No seu estudo, os investigadores analisaram os adeptos do clube alemão Arminia Bielefeld durante a final da Taça de 2025 da Federação Alemã de Futebol, em Berlim.
Este foi um jogo importante para o Arminia Bielefeld, que nunca tinha chegado à final antes, enquanto a equipa rival, o VfB Stuttgart, já tinha disputado sete finais.
Os pesquisadores analisaram dados de smartwatch de 229 torcedores adultos de Aminia Bielefeld nos 10 dias que antecederam a partida e nas 10 semanas seguintes.
Esses dados mostraram aumentos massivos no estresse e na frequência cardíaca nas horas que antecederam a partida, com pico no início da partida.
Este intenso estado de estresse persistiu durante todo o jogo e continuou até tarde da noite, após o apito final.
Embora o aumento da frequência cardíaca antes do jogo possa ser explicado pela correria dos torcedores para o estádio ou pelos bares, o fato de esses níveis permanecerem elevados sugere que algo diferente do esforço físico está em jogo.
Os investigadores sugerem que o intenso envolvimento emocional dos adeptos no jogo e a sua ligação social com outros adeptos criam um estado de febre futebolística.
A frequência cardíaca dos torcedores do Arminia Bielefeld atingiu o pico durante o pontapé inicial, mas caiu toda vez que seus rivais marcaram (marcados em vermelho), apenas se recuperando quando seu time marcou dois gols de recuperação nos últimos 15 minutos
Os cientistas descobriram que a frequência cardíaca média era 23% maior para os torcedores no estádio (foto) em comparação com aqueles que assistiam pela televisão.
Usando os dados do smartwatch, os pesquisadores conseguiram até rastrear as reações dos fãs ao fluxo e refluxo do jogo.
A frequência cardíaca dos torcedores do Arminia Bielefeld foi mais alta nos primeiros 15 minutos de partida, com a média atingindo mais de 96 batimentos por minuto.
No entanto, o ânimo diminuiu significativamente, já que o VfB Stuttgart marcou três gols em rápida sucessão.
Os pesquisadores observaram uma diminuição notável na frequência cardíaca a cada gol marcado, até que a média caiu abaixo de 90 batimentos por minuto no início do intervalo.
A excitação atingiu o seu ponto mais baixo aos 70 minutos, quando o VfB Stuttgart marcou o quarto golo, baixando os batimentos cardíacos para 86 batimentos por minuto.
No entanto, os dados mostram que os torcedores do Arminia Bielefeld se uniram ao seu time ao marcar dois gols rápidos nos últimos 15 minutos, causando um salto de 10 batimentos por minuto na frequência cardíaca.
Embora não fosse provável que estes golos mudassem o rumo do jogo, os investigadores observam que a onda de entusiasmo pode ter sido causada pelo “orgulho pelo evento extraordinário, o primeiro golo numa final de taça por um clube da terceira divisão”.
Este estudo se soma a um crescente corpo de pesquisas que mostra o quão importante o futebol pode ser a nível fisiológico e psicológico.
Esses níveis elevados de estresse e frequência cardíaca (amarelo) são tão intensos que os pesquisadores alertam que podem levar a problemas cardíacos, como arritmia
Estudos anteriores usaram exames de ressonância magnética funcional para ver como o cérebro dos torcedores de futebol reage à vitória ou à derrota.
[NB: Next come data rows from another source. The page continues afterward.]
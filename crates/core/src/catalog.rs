// SPDX-License-Identifier: BUSL-1.1
// Copyright (c) 2026 Alfred Jean LLC

//! Media catalog: albums, folders and wallpapers
//!
//! The catalog is a small relational store held in memory. Foreign keys and
//! cascade rules are enforced by its own operations:
//!
//! - deleting an album deletes its folders and wallpapers
//! - deleting a folder deletes the wallpapers materialized from it
//!
//! Every delete returns a [`CascadeReport`] so callers can invalidate rotation
//! queues that referenced the removed rows.

use crate::id::IdGen;
use chrono::{DateTime, Utc};
use serde::{Deserialize, Serialize};
use std::collections::{BTreeMap, HashMap};
use std::fmt;
use thiserror::Error;

macro_rules! string_id {
    ($(#[$meta:meta])* $name:ident) => {
        $(#[$meta])*
        #[derive(Debug, Clone, PartialEq, Eq, Hash, PartialOrd, Ord, Serialize, Deserialize)]
        #[serde(transparent)]
        pub struct $name(pub String);

        impl $name {
            pub fn new(id: impl Into<String>) -> Self {
                Self(id.into())
            }

            pub fn as_str(&self) -> &str {
                &self.0
            }
        }

        impl fmt::Display for $name {
            fn fmt(&self, f: &mut fmt::Formatter<'_>) -> fmt::Result {
                f.write_str(&self.0)
            }
        }

        impl From<&str> for $name {
            fn from(s: &str) -> Self {
                Self(s.to_string())
            }
        }

        impl From<String> for $name {
            fn from(s: String) -> Self {
                Self(s)
            }
        }
    };
}

string_id!(
    /// Stable, unique album name (the album's identity)
    AlbumName
);
string_id!(
    /// Identifier of a wallpaper row
    WallpaperId
);
string_id!(
    /// Identifier of a folder row
    FolderId
);

/// A user-curated collection of images
#[derive(Debug, Clone, PartialEq, Eq, Serialize, Deserialize)]
pub struct Album {
    pub name: AlbumName,
    pub created_at: DateTime<Utc>,
    /// Next ordering key to hand out; keys are never reused within an album
    #[serde(default)]
    pub next_order_key: u64,
}

/// A directory of images imported into an album
#[derive(Debug, Clone, PartialEq, Eq, Serialize, Deserialize)]
pub struct Folder {
    pub id: FolderId,
    pub album: AlbumName,
    pub source: String,
    pub cover: Option<String>,
    /// Snapshot of the folder's contents at `refreshed_at`
    pub cached_images: Option<Vec<String>>,
    pub refreshed_at: Option<DateTime<Utc>>,
}

/// A single image belonging to an album, directly or through a folder
#[derive(Debug, Clone, PartialEq, Eq, Serialize, Deserialize)]
pub struct Wallpaper {
    pub id: WallpaperId,
    pub album: AlbumName,
    pub folder: Option<FolderId>,
    pub source: String,
    pub order_key: u64,
}

impl Wallpaper {
    /// Whether this image was added to the album directly
    pub fn is_direct(&self) -> bool {
        self.folder.is_none()
    }
}

/// One image of a folder snapshot, with the wallpaper id it maps to
#[derive(Debug, Clone, PartialEq, Eq, Serialize, Deserialize)]
pub struct FolderImage {
    pub id: WallpaperId,
    pub source: String,
}

/// Rows removed by a delete, including cascaded children
#[derive(Debug, Clone, Default, PartialEq, Eq, Serialize, Deserialize)]
pub struct CascadeReport {
    pub album: Option<AlbumName>,
    pub folders: Vec<FolderId>,
    pub wallpapers: Vec<WallpaperId>,
}

impl CascadeReport {
    pub fn is_empty(&self) -> bool {
        self.album.is_none() && self.folders.is_empty() && self.wallpapers.is_empty()
    }
}

/// Outcome of synchronizing a folder snapshot
#[derive(Debug, Clone, Default, PartialEq, Eq, Serialize, Deserialize)]
pub struct FolderSync {
    pub added: Vec<WallpaperId>,
    pub removed: Vec<WallpaperId>,
}

#[derive(Debug, Error, PartialEq, Eq)]
pub enum CatalogError {
    #[error("invalid album name: {0:?}")]
    InvalidName(String),
    #[error("album already exists: {0}")]
    AlbumExists(AlbumName),
    #[error("album not found: {0}")]
    AlbumNotFound(AlbumName),
    #[error("folder not found: {0}")]
    FolderNotFound(FolderId),
    #[error("wallpaper not found: {0}")]
    WallpaperNotFound(WallpaperId),
    #[error("image already in album {album}: {path}")]
    DuplicateImage { album: AlbumName, path: String },
    #[error("folder already in album {album}: {path}")]
    DuplicateFolder { album: AlbumName, path: String },
}

/// Normalized store of albums, folders and wallpapers
#[derive(Debug, Clone, Default, PartialEq, Eq, Serialize, Deserialize)]
pub struct Catalog {
    albums: BTreeMap<AlbumName, Album>,
    folders: BTreeMap<FolderId, Folder>,
    wallpapers: BTreeMap<WallpaperId, Wallpaper>,
}

impl Catalog {
    pub fn new() -> Self {
        Self::default()
    }

    // ==================== Albums ====================

    /// Create an empty album
    pub fn create_album(
        &mut self,
        name: AlbumName,
        created_at: DateTime<Utc>,
    ) -> Result<&Album, CatalogError> {
        let trimmed = name.as_str().trim();
        if trimmed.is_empty() || trimmed.len() != name.as_str().len() {
            return Err(CatalogError::InvalidName(name.0));
        }
        if self.albums.contains_key(&name) {
            return Err(CatalogError::AlbumExists(name));
        }
        let album = self.albums.entry(name.clone()).or_insert(Album {
            name,
            created_at,
            next_order_key: 0,
        });
        Ok(album)
    }

    pub fn album(&self, name: &AlbumName) -> Option<&Album> {
        self.albums.get(name)
    }

    pub fn contains_album(&self, name: &AlbumName) -> bool {
        self.albums.contains_key(name)
    }

    /// Iterate over albums in name order
    pub fn albums(&self) -> impl Iterator<Item = &Album> {
        self.albums.values()
    }

    /// Delete an album and everything it owns
    pub fn delete_album(&mut self, name: &AlbumName) -> Result<CascadeReport, CatalogError> {
        if self.albums.remove(name).is_none() {
            return Err(CatalogError::AlbumNotFound(name.clone()));
        }

        let folders: Vec<FolderId> = self
            .folders
            .values()
            .filter(|f| &f.album == name)
            .map(|f| f.id.clone())
            .collect();
        for id in &folders {
            self.folders.remove(id);
        }

        let wallpapers: Vec<WallpaperId> = self
            .wallpapers
            .values()
            .filter(|w| &w.album == name)
            .map(|w| w.id.clone())
            .collect();
        for id in &wallpapers {
            self.wallpapers.remove(id);
        }

        Ok(CascadeReport {
            album: Some(name.clone()),
            folders,
            wallpapers,
        })
    }

    // ==================== Wallpapers ====================

    /// Add a direct image to an album
    pub fn add_wallpaper(
        &mut self,
        id: WallpaperId,
        album: &AlbumName,
        source: impl Into<String>,
    ) -> Result<&Wallpaper, CatalogError> {
        let source = source.into();
        if !self.albums.contains_key(album) {
            return Err(CatalogError::AlbumNotFound(album.clone()));
        }
        if self
            .wallpapers
            .values()
            .any(|w| &w.album == album && w.is_direct() && w.source == source)
        {
            return Err(CatalogError::DuplicateImage {
                album: album.clone(),
                path: source,
            });
        }
        let order_key = self.allocate_order_key(album)?;
        let wallpaper = self.wallpapers.entry(id.clone()).or_insert(Wallpaper {
            id,
            album: album.clone(),
            folder: None,
            source,
            order_key,
        });
        Ok(wallpaper)
    }

    /// Remove a single wallpaper
    ///
    /// Removing a folder-contained image only lasts until the folder is
    /// synchronized again.
    pub fn remove_wallpaper(&mut self, id: &WallpaperId) -> Result<Wallpaper, CatalogError> {
        self.wallpapers
            .remove(id)
            .ok_or_else(|| CatalogError::WallpaperNotFound(id.clone()))
    }

    pub fn wallpaper(&self, id: &WallpaperId) -> Option<&Wallpaper> {
        self.wallpapers.get(id)
    }

    /// All wallpapers of an album ordered by ordering key
    pub fn wallpapers_in(&self, album: &AlbumName) -> Vec<&Wallpaper> {
        let mut wallpapers: Vec<&Wallpaper> = self
            .wallpapers
            .values()
            .filter(|w| &w.album == album)
            .collect();
        wallpapers.sort_by_key(|w| w.order_key);
        wallpapers
    }

    /// Resolve an album into its candidate pool
    ///
    /// Direct and folder-contained wallpapers are flattened into one sequence
    /// ordered by ordering key. Images rejected by `is_accessible` are left out;
    /// the result is empty only when nothing in the album resolves.
    pub fn resolve_candidates<F>(
        &self,
        album: &AlbumName,
        is_accessible: F,
    ) -> Result<Vec<&Wallpaper>, CatalogError>
    where
        F: Fn(&Wallpaper) -> bool,
    {
        if !self.albums.contains_key(album) {
            return Err(CatalogError::AlbumNotFound(album.clone()));
        }
        Ok(self
            .wallpapers_in(album)
            .into_iter()
            .filter(|w| is_accessible(w))
            .collect())
    }

    fn allocate_order_key(&mut self, album: &AlbumName) -> Result<u64, CatalogError> {
        let entry = self
            .albums
            .get_mut(album)
            .ok_or_else(|| CatalogError::AlbumNotFound(album.clone()))?;
        let key = entry.next_order_key;
        entry.next_order_key += 1;
        Ok(key)
    }

    // ==================== Folders ====================

    /// Register a folder with an album; its contents arrive via [`Catalog::sync_folder`]
    pub fn add_folder(
        &mut self,
        id: FolderId,
        album: &AlbumName,
        source: impl Into<String>,
        cover: Option<String>,
    ) -> Result<&Folder, CatalogError> {
        let source = source.into();
        if !self.albums.contains_key(album) {
            return Err(CatalogError::AlbumNotFound(album.clone()));
        }
        if self
            .folders
            .values()
            .any(|f| &f.album == album && f.source == source)
        {
            return Err(CatalogError::DuplicateFolder {
                album: album.clone(),
                path: source,
            });
        }
        let folder = self.folders.entry(id.clone()).or_insert(Folder {
            id,
            album: album.clone(),
            source,
            cover,
            cached_images: None,
            refreshed_at: None,
        });
        Ok(folder)
    }

    /// Remove a folder and the wallpapers materialized from it
    pub fn remove_folder(&mut self, id: &FolderId) -> Result<CascadeReport, CatalogError> {
        if self.folders.remove(id).is_none() {
            return Err(CatalogError::FolderNotFound(id.clone()));
        }
        let wallpapers: Vec<WallpaperId> = self
            .wallpapers
            .values()
            .filter(|w| w.folder.as_ref() == Some(id))
            .map(|w| w.id.clone())
            .collect();
        for wallpaper in &wallpapers {
            self.wallpapers.remove(wallpaper);
        }
        Ok(CascadeReport {
            album: None,
            folders: vec![id.clone()],
            wallpapers,
        })
    }

    pub fn folder(&self, id: &FolderId) -> Option<&Folder> {
        self.folders.get(id)
    }

    /// Folders of an album in id order
    pub fn folders_in(&self, album: &AlbumName) -> Vec<&Folder> {
        self.folders.values().filter(|f| &f.album == album).collect()
    }

    /// Iterate over every folder
    pub fn folders(&self) -> impl Iterator<Item = &Folder> {
        self.folders.values()
    }

    /// Map a fresh folder listing onto wallpaper ids
    ///
    /// Images already materialized keep their id; new ones get a generated id.
    pub fn plan_folder_sync(
        &self,
        id: &FolderId,
        sources: Vec<String>,
        id_gen: &impl IdGen,
    ) -> Result<Vec<FolderImage>, CatalogError> {
        if !self.folders.contains_key(id) {
            return Err(CatalogError::FolderNotFound(id.clone()));
        }
        let existing: HashMap<&str, &WallpaperId> = self
            .wallpapers
            .values()
            .filter(|w| w.folder.as_ref() == Some(id))
            .map(|w| (w.source.as_str(), &w.id))
            .collect();

        let mut seen = std::collections::HashSet::new();
        let images = sources
            .into_iter()
            .filter(|source| seen.insert(source.clone()))
            .map(|source| {
                let id = existing
                    .get(source.as_str())
                    .map(|id| (*id).clone())
                    .unwrap_or_else(|| WallpaperId::new(id_gen.next("wp")));
                FolderImage { id, source }
            })
            .collect();
        Ok(images)
    }

    /// Replace a folder's snapshot and materialized wallpapers
    ///
    /// Wallpapers whose id is still listed keep their ordering key; new ones
    /// are appended in listing order; the rest are removed.
    pub fn sync_folder(
        &mut self,
        id: &FolderId,
        images: &[FolderImage],
        at: DateTime<Utc>,
    ) -> Result<FolderSync, CatalogError> {
        let album = match self.folders.get_mut(id) {
            Some(folder) => {
                folder.cached_images = Some(images.iter().map(|i| i.source.clone()).collect());
                folder.refreshed_at = Some(at);
                folder.album.clone()
            }
            None => return Err(CatalogError::FolderNotFound(id.clone())),
        };

        let removed: Vec<WallpaperId> = self
            .wallpapers
            .values()
            .filter(|w| w.folder.as_ref() == Some(id))
            .filter(|w| !images.iter().any(|i| i.id == w.id))
            .map(|w| w.id.clone())
            .collect();
        for wallpaper in &removed {
            self.wallpapers.remove(wallpaper);
        }

        let mut added = Vec::new();
        for image in images {
            if self.wallpapers.contains_key(&image.id) {
                continue;
            }
            let order_key = self.allocate_order_key(&album)?;
            self.wallpapers.insert(
                image.id.clone(),
                Wallpaper {
                    id: image.id.clone(),
                    album: album.clone(),
                    folder: Some(id.clone()),
                    source: image.source.clone(),
                    order_key,
                },
            );
            added.push(image.id.clone());
        }

        Ok(FolderSync { added, removed })
    }
}

#[cfg(test)]
#[path = "catalog_tests.rs"]
mod tests;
Vencer ativou as áreas de recompensa do cérebro, enquanto perdeu áreas iluminadas associadas à introspecção (foto)
Num estudo publicado no ano passado, os cientistas examinaram os cérebros dos torcedores de futebol para ver como o fluxo sanguíneo mudou quando eles viram seu time ganhar ou perder.
Assistir à pontuação de suas equipes iluminou a região do cérebro associada à recompensa, liberando substâncias químicas prazerosas como a dopamina.
Porém, ver seu time perder partes ativadas do cérebro associadas à introspecção, enquanto os torcedores tentavam entender o que acabara de acontecer.
Isto sugere que as reações do nosso cérebro nos fazem sentir bem quando vemos a nossa equipa marcar, mas estimulam-nos a racionalizar a situação quando vemos os nossos rivais vencerem.